# Hillier stepping down as head of Canada's military



## RackMaster (Apr 15, 2008)

This is bad news, I'm not sure who will replace him will live up to the standard that has been set.

Sir!  You have earned your rest and will be sadly missed.



> *Hillier stepping down as head of Canada's military*
> 
> *Last Updated:   Tuesday, April 15, 2008 |  5:35 PM ET   Comments130Recommend297*
> 
> ...


----------



## RackMaster (Apr 15, 2008)

In Gen. Hillier's own words.

Thank you Sir!



> *Message from the Chief of the Defence Staff to the Canadian Forces*
> 
> *NR–08.026 - April 15, 2008*
> OTTAWA – I have chosen to retire from the Canadian Forces and end my tenure as your Chief of the Defence Staff in July of this year.
> ...


----------



## car (Apr 15, 2008)

All I know of him is what I've read from your posts here.  Sounds like and intelligent, visionary and outspoken Soldier.

Good for him!


----------



## Royal (Apr 16, 2008)

car said:


> All I know of him is what I've read from your posts here.  Sounds like and intelligent, visionary and outspoken Soldier.



That pretty well sums him up.

It was an honour and a privelege to work for you, Sir, best wishes for everything you do.


----------



## Crusader74 (Apr 16, 2008)

He looks quite young and Fit.. Is he retiring on age grounds at 53? or his term is finished?

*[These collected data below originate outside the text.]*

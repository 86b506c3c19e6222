//! `assetfetch placeholder` – write one placeholder asset.

use anyhow::{Context, Result};
use assetfetch_core::config::AssetFetchConfig;
use assetfetch_core::media::MediaKind;
use assetfetch_core::placeholder::PlaceholderSynthesizer;
use std::path::Path;

pub fn run_placeholder(cfg: &AssetFetchConfig, path: &Path, title: &str) -> Result<()> {
    let kind = MediaKind::from_path(path)
        .with_context(|| format!("cannot tell media kind of {} from its extension", path.display()))?;
    let synthesizer = PlaceholderSynthesizer::from_config(cfg.placeholder());
    let made = synthesizer.synthesize(path, kind, title)?;
    let note = if made.degraded { " (text stand-in, no renderer)" } else { "" };
    println!("Wrote {} bytes to {}{}", made.bytes, path.display(), note);
    Ok(())
}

Sounds like an excellent leader..



http://en.wikipedia.org/wiki/Rick_Hillier


----------



## RackMaster (Apr 16, 2008)

Yes Irish, he'll be finishing his time.  With enrolling in 1973 and retiring this summer, that will give him a 35 year pension.  He's been behind a major push to clear out the senior staff that stick around "forever", so it doesn't surprise me that he would leave himself, giving opportunity for new leadership to fill his shoes.



> *General R.J. Hillier, C.M.M., M.S.C., C.D
> *
> 
> *Chief of the Defence Staff*
> ...


----------